**DATASET EXCERPTS**
//! Test doubles and fixtures for exercising `relaybridge` bridges.
//!
//! [`RecordingRelay`] captures everything a bridge forwards, [`ScriptedDevice`]
//! follows a script of partial acceptances and poll outcomes, and
//! [`logger`] serialises access to the global log capture.
//!
//! ```rust
//! use relaybridge::{DeviceBridge, DeviceId, TypeNameHash};
//! use relaybridge_testing::{RecordingRelay, ScriptedDevice};
//!
//! let relay = RecordingRelay::new();
//! let (device, probe) = ScriptedDevice::channel();
//! let bridge = DeviceBridge::new(
//!     &relay,
//!     DeviceId::new(1),
//!     TypeNameHash::of("ScriptedDevice"),
//!     Box::new(device),
//!     false,
//!     false,
//!     &[],
//! )
//! .unwrap();
//! bridge.send_framed(b"hello").unwrap();
//! assert_eq!(probe.writes().len(), 1);
//! ```

use std::sync::Arc;

use relaybridge::{BridgeConfig, DeviceBridge, DeviceId, TypeNameHash};

pub mod device;
pub mod logging;
pub mod metrics;
pub mod relay;

pub use device::{Acceptance, DeviceProbe, PollOutcome, ScriptedDevice, SentFrame};
pub use logging::{LoggerHandle, logger};
pub use metrics::{CounterReading, counter_value, counters, debugging_recorder_setup};
pub use relay::RecordingRelay;

/// Result type used by fallible tests.
pub type TestResult<T = ()> = Result<T, Box<dyn std::error::Error + Send + Sync>>;

/// Build an ordinary bridge for `device`, attach it and register it with
/// `relay`.
///
/// # Errors
///
/// Propagates bridge construction errors.
pub fn attach_ordinary(
    relay: &Arc<RecordingRelay>,
    did: u16,
    device: ScriptedDevice,
    config: BridgeConfig,
) -> relaybridge::Result<Arc<DeviceBridge>> {
    let bridge = DeviceBridge::builder(relay, DeviceId::new(did), TypeNameHash::of("ScriptedDevice"), Box::new(device))
        .config(config)
        .build()?;
    register(relay, &bridge);
    Ok(bridge)
}

/// Build a negotiation bridge for `device`, attach it and register it with
/// `relay`.
///
/// # Errors
///
/// Propagates bridge construction errors, including malformed `args`.
pub fn attach_negotiation(
    relay: &Arc<RecordingRelay>,
    did: u16,
    device: ScriptedDevice,
    is_slave: bool,
    args: &[u8],
) -> relaybridge::Result<Arc<DeviceBridge>> {
    let bridge = DeviceBridge::new(
        relay,
        DeviceId::new(did),
        TypeNameHash::of("ScriptedDevice"),
        Box::new(device),
        true,
        is_slave,
        args,
    )?;
    register(relay, &bridge);
    Ok(bridge)
}

fn register(relay: &RecordingRelay, bridge: &Arc<DeviceBridge>) {
    bridge.attach();
    relay.bridges.insert(Arc::clone(bridge));
}
//! Quality-of-Service contract and the default chunk reassembler.
//!
//! The bridge pushes every inbound chunk into a [`QualityOfService`]
//! implementation and forwards whatever complete packet it hands back. The
//! same collaborator issues identifiers for outbound messages and declares
//! the framing constants the outbound path relies on.
//!
//! [`ChunkReassembler`] buffers fragments per message, accepts them in any
//! order, guards against unbounded allocation with a configurable cap, and
//! purges stale partial messages after a fixed timeout.

use std::{
    collections::{BTreeMap, HashMap, VecDeque},
    num::NonZeroUsize,
    sync::atomic::{AtomicU32, Ordering},
    time::{Duration, Instant},
};

use bincode::error::DecodeError;
use thiserror::Error;

use crate::chunk::{ChunkHeader, ChunkIndex, MIN_FRAME_SIZE, MessageId};

/// Errors produced while reassembling inbound chunks.
#[derive(Debug, Error)]
pub enum ReassemblyError {
    /// The chunk was too short to contain a header.
    #[error("chunk header could not be decoded: {0}")]
    TruncatedHeader(#[from] DecodeError),
    /// The announced packet size exceeds the configured cap.
    #[error("message {message_id} announces {announced} bytes, limit is {limit}")]
    MessageTooLarge {
        message_id: MessageId,
        announced: usize,
        limit: NonZeroUsize,
    },
    /// The buffered fragments exceed the announced packet size.
    #[error("message {message_id} buffered {buffered} bytes but announced {announced}")]
    SizeOverflow {
        message_id: MessageId,
        buffered: usize,
        announced: usize,
    },
    /// A later chunk announced a different packet size than the first one.
    #[error("message {message_id} changed its announced size from {expected} to {found}")]
    SizeMismatch {
        message_id: MessageId,
        expected: usize,
        found: usize,
    },
}

/// Collaborator that reassembles inbound chunks and numbers outbound messages.
pub trait QualityOfService: Send {
    /// Feed one inbound chunk (header plus payload).
    ///
    /// # Errors
    ///
    /// Returns [`ReassemblyError`] if the chunk is malformed or violates the
    /// size limits of the implementation.
    fn push_received_chunk(&mut self, chunk: &[u8]) -> Result<(), ReassemblyError>;

    /// Take the next fully reassembled packet, if any.
    fn next_packet(&mut self) -> Option<Vec<u8>>;

    /// Issue a fresh identifier for an outbound message.
    fn outgoing_packet_id(&self) -> MessageId;

    /// Smallest transport frame counted as a successful chunk write.
    ///
    /// Every chunk carries a [`HEADER_SIZE`](crate::HEADER_SIZE)-byte
    /// [`ChunkHeader`](crate::ChunkHeader); the header is not negotiable.
    fn min_frame_size(&self) -> usize { MIN_FRAME_SIZE }
}

#[derive(Debug)]
struct PartialMessage {
    announced: usize,
    fragments: BTreeMap<ChunkIndex, Vec<u8>>,
    buffered: usize,
    started_at: Instant,
}

impl PartialMessage {
    fn new(announced: usize, started_at: Instant) -> Self {
        Self {
            announced,
            fragments: BTreeMap::new(),
            buffered: 0,
            started_at,
        }
    }

    /// Store a fragment, replacing any earlier fragment with the same index.
    fn insert(&mut self, index: ChunkIndex, payload: &[u8]) {
        if let Some(previous) = self.fragments.insert(index, payload.to_vec()) {
            self.buffered -= previous.len();
        }
        self.buffered += payload.len();
    }

    fn is_complete(&self) -> bool { self.buffered == self.announced }

    fn into_packet(self) -> Vec<u8> {
        let mut packet = Vec::with_capacity(self.announced);
        for fragment in self.fragments.into_values() {
            packet.extend_from_slice(&fragment);
        }
        packet
    }
}

/// Default [`QualityOfService`] implementation with timeout-based eviction.
#[derive(Debug)]
pub struct ChunkReassembler {
    max_message_size: NonZeroUsize,
    timeout: Duration,
    min_frame_size: usize,
    buffers: HashMap<MessageId, PartialMessage>,
    ready: VecDeque<Vec<u8>>,
    next_outgoing: AtomicU32,
}

impl ChunkReassembler {
    /// Create a reassembler enforcing `max_message_size` and evicting partial
    /// messages older than `timeout`.
    #[must_use]
    pub fn new(max_message_size: NonZeroUsize, timeout: Duration) -> Self {
        Self {
            max_message_size,
            timeout,
            min_frame_size: MIN_FRAME_SIZE,
            buffers: HashMap::new(),
            ready: VecDeque::new(),
            next_outgoing: AtomicU32::new(0),
        }
    }

    /// Override the minimum frame size reported to the outbound path.
    #[must_use]
    pub fn with_min_frame_size(mut self, min_frame_size: usize) -> Self {
        self.min_frame_size = min_frame_size;
        self
    }

    /// Process a chunk using an explicit clock reading.
    ///
    /// # Errors
    ///
    /// Returns [`ReassemblyError`] when the chunk cannot be decoded or breaks
    /// the size invariants of its message; the partial message is dropped in
    /// the latter case.
    pub fn push_at(&mut self, chunk: &[u8], now: Instant) -> Result<(), ReassemblyError> {
        self.purge_expired_at(now);

        let (header, payload) = ChunkHeader::decode(chunk)?;
        let message_id = header.message_id();
        let announced = header.original_size() as usize;
        if announced > self.max_message_size.get() {
            self.buffers.remove(&message_id);
            return Err(ReassemblyError::MessageTooLarge {
                message_id,
                announced,
                limit: self.max_message_size,
            });
        }

        let partial = self
            .buffers
            .entry(message_id)
            .or_insert_with(|| PartialMessage::new(announced, now));
        if partial.announced != announced {
            let expected = partial.announced;
            self.buffers.remove(&message_id);
            return Err(ReassemblyError::SizeMismatch {
                message_id,
                expected,
                found: announced,
            });
        }

        partial.insert(header.chunk_index(), payload);
        if partial.buffered > partial.announced {
            let buffered = partial.buffered;
            self.buffers.remove(&message_id);
            return Err(ReassemblyError::SizeOverflow {
                message_id,
                buffered,
                announced,
            });
        }

        if partial.is_complete() {
            if let Some(done) = self.buffers.remove(&message_id) {
                self.ready.push_back(done.into_packet());
            }
        }
        Ok(())
    }

    /// Remove partial messages that exceeded the configured timeout.
    ///
    /// Returns the identifiers of messages that were evicted.
    pub fn purge_expired(&mut self) -> Vec<MessageId> { self.purge_expired_at(Instant::now()) }

    /// Remove partial messages that exceeded the configured timeout using an
    /// explicit clock reading.
    pub fn purge_expired_at(&mut self, now: Instant) -> Vec<MessageId> {
        let mut evicted = Vec::new();
        let timeout = self.timeout;

        self.buffers.retain(|message_id, partial| {
            let expired = now.saturating_duration_since(partial.started_at) >= timeout;
            if expired {
                evicted.push(*message_id);
            }
            !expired
        });

        evicted
    }

    /// Number of partial messages currently buffered.
    #[must_use]
    pub fn buffered_len(&self) -> usize { self.buffers.len() }
}

impl QualityOfService for ChunkReassembler {
    fn push_received_chunk(&mut self, chunk: &[u8]) -> Result<(), ReassemblyError> {
        self.push_at(chunk, Instant::now())
    }

    fn next_packet(&mut self) -> Option<Vec<u8>> { self.ready.pop_front() }

    fn outgoing_packet_id(&self) -> MessageId {
        MessageId::new(self.next_outgoing.fetch_add(1, Ordering::Relaxed))
    }

    fn min_frame_size(&self) -> usize { self.min_frame_size }
}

**EXERCISE DESCRIPTION**
Please, from the material above, copy only the lines from the line with "if partial.announced != announced" up to and including the line with "that were evicted.", exactly as written.

**EXERCISE RESULT**
        if partial.announced != announced {
            let expected = partial.announced;
            self.buffers.remove(&message_id);
            return Err(ReassemblyError::SizeMismatch {
                message_id,
                expected,
                found: announced,
            });
        }

        partial.insert(header.chunk_index(), payload);
        if partial.buffered > partial.announced {
            let buffered = partial.buffered;
            self.buffers.remove(&message_id);
            return Err(ReassemblyError::SizeOverflow {
                message_id,
                buffered,
                announced,
            });
        }

        if partial.is_complete() {
            if let Some(done) = self.buffers.remove(&message_id) {
                self.ready.push_back(done.into_packet());
            }
        }
        Ok(())
    }

    /// Remove partial messages that exceeded the configured timeout.
    ///
    /// Returns the identifiers of messages that were evicted.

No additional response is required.